This Python script compares variants from a VCF file against a list of known mutations provided in a TSV file. It generates an output TSV file containing the original TSV data with additional 'found_vaf' and 'detected' columns, and a plot comparing Expected VAF and Found VAF.

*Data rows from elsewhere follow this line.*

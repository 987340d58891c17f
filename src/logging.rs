use std::{env, fs, path::PathBuf};

use anyhow::{Context, Result};
use fern::colors::{Color, ColoredLevelConfig};
use log::LevelFilter;

const LOG_ENV: &str = "CLICKUP_LOG";

/// ログの出力先を設定する。
///
/// 標準出力は結果の表示に使うため、ログは標準エラー出力に出す。
/// レベルは`CLICKUP_LOG`があればそれを優先し、なければ`verbose`でdebug、それ以外はinfoとする。
///
/// # Arguments
///
/// * `verbose` - debugログを出力する
/// * `log_file` - ファイルにもログを出力する
pub fn setup_logger(verbose: bool, log_file: bool) -> Result<Option<PathBuf>> {
    let level = level_from(env::var(LOG_ENV).ok().as_deref(), verbose);
    let colors = ColoredLevelConfig::new()
        .info(Color::Green)
        .debug(Color::Blue)
        .warn(Color::Yellow)
        .error(Color::Red);

    let mut dispatch = fern::Dispatch::new()
        .level(level)
        .level_for("reqwest", LevelFilter::Warn)
        .level_for("hyper", LevelFilter::Warn)
        .chain(
            fern::Dispatch::new()
                .format(move |out, message, record| {
                    out.finish(format_args!(
                        "{} {} [{}] {}",
                        chrono::Local::now().format("%H:%M:%S%.3f"),
                        colors.color(record.level()),
                        record.target(),
                        message
                    ))
                })
                .chain(std::io::stderr()),
        );

    let path = if log_file {
        let dir = dirs::cache_dir()
            .context("Failed to find cache directory")?
            .join(env!("CARGO_PKG_NAME"));
        fs::create_dir_all(&dir)
            .with_context(|| format!("Failed to create log directory: {}", dir.display()))?;
        let path = dir.join(format!("{}.log", env!("CARGO_PKG_NAME")));
        dispatch = dispatch.chain(
            fern::Dispatch::new()
                .format(|out, message, record| {
                    out.finish(format_args!(
                        "{} {} [{}] {}",
                        chrono::Local::now().to_rfc3339(),
                        record.level(),
                        record.target(),
                        message
                    ))
                })
                .chain(
                    fern::log_file(&path)
                        .with_context(|| format!("Failed to open log file: {}", path.display()))?,
                ),
        );
        Some(path)
    } else {
        None
    };

    dispatch.apply().context("Failed to set logger")?;

    Ok(path)
}

/// ログレベルを決める。不明なレベル名は無視する。
fn level_from(env_level: Option<&str>, verbose: bool) -> LevelFilter {
    env_level
        .and_then(|level| level.parse::<LevelFilter>().ok())
        .unwrap_or(if verbose {
            LevelFilter::Debug
        } else {
            LevelFilter::Info
        })
}
use std::io::Write;

use anyhow::{Context, Result};
use serde::Serialize;

use crate::console::ConsolePresenter;
use crate::error::TrackerError;
use crate::models::TimeEntry;
use crate::report_command::TimeReport;
use crate::summary_command::Summary;
use crate::timer_command::{StartOutcome, StopOutcome};

/// サブコマンドの結果。
#[derive(Debug, Serialize)]
#[serde(untagged)]
pub enum Output {
    Report(TimeReport),
    Summary(Summary),
    Entries(Vec<TimeEntry>),
    Start(StartOutcome),
    Stop(StopOutcome),
    Added(TimeEntry),
    Deleted { id: String, deleted: bool },
}

/// JSON出力の共通形式。エラーの場合は`kind`を持ち、`data`を持たない。
///
/// タイマーが計測中で開始できなかった場合などはエラーにせず、`data`の`outcome`で区別する。
#[derive(Debug, Serialize)]
pub struct Response<'a> {
    pub status: &'static str,
    #[serde(skip_serializing_if = "Option::is_none")]
    pub kind: Option<&'static str>,
    pub message: String,
    #[serde(skip_serializing_if = "Option::is_none")]
    pub data: Option<&'a Output>,
}

impl<'a> Response<'a> {
    pub fn success(output: &'a Output) -> Self {
        Self {
            status: "success",
            kind: None,
            message: output.message(),
            data: Some(output),
        }
    }

    pub fn error(err: &TrackerError) -> Self {
        Self {
            status: "error",
            kind: Some(err.kind()),
            message: err.to_string(),
            data: None,
        }
    }

    pub fn write_json<W: Write>(&self, writer: &mut W) -> Result<()> {
        serde_json::to_writer_pretty(&mut *writer, self).context("Failed to serialize response")?;
        writeln!(writer).context("Failed to write response")
    }
}

impl Output {
    pub fn message(&self) -> String {
        match self {
            Self::Report(report) => format!(
                "Tracked {} across {} users",
                report.total_duration,
                report.users.len()
            ),
            Self::Summary(summary) => format!(
                "Tracked {} in {} groups by {}",
                summary.total_duration,
                summary.groups.len(),
                summary.group_by
            ),
            Self::Entries(entries) => format!("{} time entries", entries.len()),
            Self::Start(StartOutcome::Started { entry }) => {
                format!("Timer started (entry {})", entry.id)
            }
            Self::Start(StartOutcome::AlreadyRunning { current }) => format!(
                "Timer {} is already running, stop it before starting another",
                current.id
            ),
            Self::Stop(StopOutcome::Stopped { entry }) => {
                format!("Timer stopped (entry {})", entry.id)
            }
            Self::Stop(StopOutcome::NotRunning) => "No timer is running".to_string(),
            Self::Added(entry) => format!("Time entry {} added", entry.id),
            Self::Deleted { id, deleted: true } => format!("Time entry {} deleted", id),
            Self::Deleted { id, deleted: false } => format!("Time entry {} was not deleted", id),
        }
    }

    /// 人が読む形式で表示する。
    pub fn present<P: ConsolePresenter>(&self, presenter: &mut P) -> Result<()> {
        match self {
            Self::Report(report) => presenter.show_report(report),
            Self::Summary(summary) => presenter.show_summary(summary),
            Self::Entries(entries) => presenter.show_time_entries(entries),
            Self::Start(outcome) => presenter.show_start(outcome),
            Self::Stop(outcome) => presenter.show_stop(outcome),
            Self::Added(entry) => {
                presenter.show_message(&self.message())?;
                presenter.show_time_entries(std::slice::from_ref(entry))
            }
            Self::Deleted { .. } => presenter.show_message(&self.message()),
        }
    }
}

This tool assumes that you have a known_variants.tsv
such as:
chr | position | ref | alt | gene | hgvsp | vaf |
---|---|---|---|---|---|---|
chr1 | 115256530 | G | T | NRAS | p.Q61K | 12.5% |
chr3 | 41266101 | C | A | CTNNB1 | p.S33Y | 32.5% |
chr3 | 41266133 | CCTT | C | CTNNB1 | p.S45del | 10.0% |
chr3 | 178936091 | G | A | PIK3CA | p.E545K | 9.0% |
chr3 | 178952085 | A | G | PIK3CA | p.H1047R | 17.5% |
chr4 | 55599321 | A | T | KIT | p.D816V | 10.0% |
chr4 | 55602765 | G | C | KIT | p.L862L | 7.5% |
chr5 | 112175770 | G | A | APC | p.T1493T | 35.0% |
chr7 | 55241707 | G | A | EGFR | p.G719S | 24.5% |
And an input.vcf
to be tested whether if the variants have beed detected or not.
- Install the required Python packages:
pip3 install pandas seaborn matplotlib numpy
- Clone the repository
git clone https://github.com/GENCARDIO/eval_somatic_control.git
cd eval_somatic_control
To run the script, use the following command:
python eval_somatic_control.py --input_vcf sample.vcf --known_tsv known_variants.tsv --output_tsv output_file.tsv
Arguments
--input_vcf: Input VCF file containing the query variants.
--known_tsv: Input TSV file containing the list of known mutations.
--output_tsv: Output TSV file with additional columns.